Reputation: 27
I have a text dataframe of 792 agreements, and I have pre-processed them and converted them into a dfm. I am trying to experiment with similarity scores, and I decided to do both jaccard and cosine similarity.
When I do the cosine similarity, it takes half a minute and I get the results. But for the past two days, whenever I do the same with jaccard, my computer started whirring up and R terminates. Is there something I'm missing here? Does the jaccard function not work anymore?
I put the code below.
library(quanteda)
library(tidyr)
# view the resulting cosine similarity matrix
s1 <- textstat_simil(trimmed_dfm, method = "cosine", margin = "documents")
#Convert the output into a into a dataframe (first needs to be converted to a matrix)
cosine_simil_df <- as.data.frame(as.matrix(s1))
#Create a column with the row names of the matrix
cosine_simil_df$PTA1 <- row.names(cosine_simil_df)
#Use pivot longer gather verb to reshape the data in Tidy format
cosine_simil_df_final <- pivot_longer(cosine_simil_df, cols = -PTA1, names_to = "PTA2", values_to = "similarity")
head(cosine_simil_df_final)
##### Let's try with the Jaccard similarity
s2<- textstat_simil(trimmed_dfm, method = "jaccard", margin = "documents")
#this line is when it all goes wrong
jaccard_simil_df<- as.data.frame(as.matrix(s2))
jaccard_simil_df$PTA1 <- row.names(jaccard_simil_df)
Upvotes: 0
Views: 213
Reputation: 890
I did not optimize function for the Jaccard similarity as much as for the cosine similarity.

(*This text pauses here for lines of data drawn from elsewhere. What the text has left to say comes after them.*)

//! Scheduling-group annotation parsing.
//!
//! A pod joins a group by carrying a JSON object under the
//! [`GROUP_ANNOTATION`] key:
//!
//! ```json
//! {"Group": "train-7", "Role": "worker", "MinReplicas": 2, "MaxReplicas": 4,
//!  "Priority": 3, "RoleCount": 2}
//! ```
//!
//! Pods without the annotation, or with one that cannot be used, form a
//! singleton group of their own. A bad annotation is never an error to the
//! caller.

use serde::{Deserialize, Serialize};
use thiserror::Error;
use tracing::warn;

use crate::types::PodSnapshot;

/// Well-known annotation key carrying the group descriptor.
pub const GROUP_ANNOTATION: &str = "ecp-scheduling-group";

/// Role assigned to pods that do not name one.
pub const DEFAULT_ROLE: &str = "default-role";

/// Why an annotation was rejected.
#[derive(Debug, Error)]
pub enum AnnotationError {
    #[error("invalid group annotation JSON: {0}")]
    Json(#[from] serde_json::Error),

    #[error("group annotation has an empty group name")]
    MissingGroup,

    #[error("min replicas {min} exceeds max replicas {max}")]
    ReplicaBounds { min: u32, max: u32 },
}

/// Group membership derived from a single pod's metadata.
#[derive(Debug, Clone, PartialEq, Eq, Serialize, Deserialize)]
#[serde(rename_all = "PascalCase")]
pub struct MiniGroup {
    #[serde(alias = "group", alias = "GroupID", alias = "groupId")]
    pub group: String,
    #[serde(default, alias = "role")]
    pub role: String,
    #[serde(default, alias = "minReplicas")]
    pub min_replicas: u32,
    #[serde(default, alias = "maxReplicas")]
    pub max_replicas: u32,
    #[serde(default = "default_priority", alias = "priority")]
    pub priority: i32,
    #[serde(default = "default_role_count", alias = "roleCount")]
    pub role_count: u32,
    /// Scheduler instance that owns this group.
    #[serde(default, skip_serializing_if = "Option::is_none", alias = "schedulerName")]
    pub scheduler_name: Option<String>,
}

fn default_priority() -> i32 {
    1
}

fn default_role_count() -> u32 {
    1
}

impl MiniGroup {
    /// The singleton group a pod falls into when it declares none.
    pub fn singleton(pod: &PodSnapshot) -> Self {
        Self {
            group: pod.key(),
            role: DEFAULT_ROLE.to_string(),
            min_replicas: 1,
            max_replicas: 1,
            priority: 1,
            role_count: 1,
            scheduler_name: None,
        }
    }

    /// Parse and normalize an annotation value.
    pub fn parse(raw: &str) -> Result<Self, AnnotationError> {
        let mut mini: MiniGroup = serde_json::from_str(raw)?;

        if mini.group.trim().is_empty() {
            return Err(AnnotationError::MissingGroup);
        }
        if mini.min_replicas > mini.max_replicas {
            return Err(AnnotationError::ReplicaBounds {
                min: mini.min_replicas,
                max: mini.max_replicas,
            });
        }

        if mini.role.is_empty() {
            mini.role = DEFAULT_ROLE.to_string();
        }
        mini.priority = mini.priority.max(1);
        mini.role_count = mini.role_count.max(1);
        Ok(mini)
    }

    /// Derive the group for `pod`, falling back to its singleton group.
    pub fn for_pod(pod: &PodSnapshot) -> Self {
        let Some(raw) = pod.annotations.get(GROUP_ANNOTATION) else {
            return Self::singleton(pod);
        };

        match Self::parse(raw) {
            Ok(mini) => mini,
            Err(e) => {
                warn!(pod = %pod.key(), error = %e, "malformed group annotation, using singleton group");
                Self::singleton(pod)
            }
        }
    }

    /// Scheduler that owns the group: the annotation wins over the pod spec.
    pub fn owner(&self, pod: &PodSnapshot) -> String {
        self.scheduler_name
            .clone()
            .unwrap_or_else(|| pod.scheduler_name.clone())
    }
}

#[cfg(test)]
mod tests {
    use super::*;

    fn annotated(value: &str) -> PodSnapshot {
        PodSnapshot::new("ns", "a").with_annotation(GROUP_ANNOTATION, value)
    }

    #[test]
    fn missing_annotation_yields_singleton() {
        let pod = PodSnapshot::new("ns", "a");
        let mini = MiniGroup::for_pod(&pod);
        assert_eq!(mini.group, "ns/a");
        assert_eq!(mini.role, DEFAULT_ROLE);
        assert_eq!((mini.min_replicas, mini.max_replicas), (1, 1));
        assert_eq!(mini.priority, 1);
        assert_eq!(mini.role_count, 1);
    }

    #[test]
    fn full_annotation_is_parsed() {
        let pod = annotated(
            r#"{"Group":"train","Role":"worker","MinReplicas":2,"MaxReplicas":4,"Priority":3,"RoleCount":2}"#,
        );
        let mini = MiniGroup::for_pod(&pod);
        assert_eq!(mini.group, "train");
        assert_eq!(mini.role, "worker");
        assert_eq!(mini.min_replicas, 2);
        assert_eq!(mini.max_replicas, 4);
        assert_eq!(mini.priority, 3);
        assert_eq!(mini.role_count, 2);
        assert_eq!(mini.scheduler_name, None);
    }

    #[test]
    fn camel_case_aliases_are_accepted() {
        let mini = MiniGroup::parse(
            r#"{"group":"g","role":"ps","minReplicas":1,"maxReplicas":1,"priority":2,"roleCount":3,"schedulerName":"mine"}"#,
        )
        .unwrap();
        assert_eq!(mini.group, "g");
        assert_eq!(mini.role, "ps");
        assert_eq!(mini.priority, 2);
        assert_eq!(mini.role_count, 3);
        assert_eq!(mini.scheduler_name.as_deref(), Some("mine"));
    }

    #[test]
    fn garbage_annotation_falls_back_to_singleton() {
        let mini = MiniGroup::for_pod(&annotated("{not json"));
        assert_eq!(mini, MiniGroup::singleton(&PodSnapshot::new("ns", "a")));
    }

    #[test]
    fn empty_group_is_rejected() {
        assert!(matches!(
            MiniGroup::parse(r#"{"Group":"  ","Role":"r"}"#),
            Err(AnnotationError::MissingGroup)
        ));
    }

    #[test]
    fn inverted_replica_bounds_are_rejected() {
        let err = MiniGroup::parse(r#"{"Group":"g","MinReplicas":3,"MaxReplicas":1}"#).unwrap_err();
        assert!(matches!(err, AnnotationError::ReplicaBounds { min: 3, max: 1 }));
        assert_eq!(MiniGroup::for_pod(&annotated(r#"{"Group":"g","MinReplicas":3,"MaxReplicas":1}"#)).group, "ns/a");
    }

    #[test]
    fn normalizes_role_priority_and_role_count() {
        let mini = MiniGroup::parse(r#"{"Group":"g","Priority":-4,"RoleCount":0}"#).unwrap();
        assert_eq!(mini.role, DEFAULT_ROLE);
        assert_eq!(mini.priority, 1);
        assert_eq!(mini.role_count, 1);
    }

    #[test]
    fn owner_prefers_annotation_scheduler() {
        let pod = PodSnapshot::new("ns", "a").with_scheduler_name("default-scheduler");
        let mut mini = MiniGroup::singleton(&pod);
        assert_eq!(mini.owner(&pod), "default-scheduler");
        mini.scheduler_name = Some("podgang".to_string());
        assert_eq!(mini.owner(&pod), "podgang");
    }

    #[test]
    fn annotation_survives_serialization() {
        let mini = MiniGroup {
            group: "g".into(),
            role: "master".into(),
            min_replicas: 1,
            max_replicas: 2,
            priority: 5,
            role_count: 2,
            scheduler_name: None,
        };
        let raw = serde_json::to_string(&mini).unwrap();
        assert!(raw.contains("\"MinReplicas\":1"));
        assert_eq!(MiniGroup::parse(&raw).unwrap(), mini);
    }
}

You could try drop0 = TRUE
to reduce memory usage. proxyC::simil()
is the package behind textstat_simil()
.
proxyC::simil(matrix(c(1, 0, 0, 1), nrow = 2),
matrix(c(2, 2, 0, 0), nrow = 2), method = "jaccard")
#> 2 x 2 sparse Matrix of class "dgTMatrix"
#>
#> [1,] 1 1
#> [2,] 0 0
proxyC::simil(matrix(c(1, 0, 0, 1), nrow = 2),
matrix(c(2, 2, 0, 0), nrow = 2), method = "jaccard", drop0 = TRUE)
#> 2 x 2 sparse Matrix of class "dgTMatrix"
#>
#> [1,] 1 1
#> [2,] . .
Upvotes: 1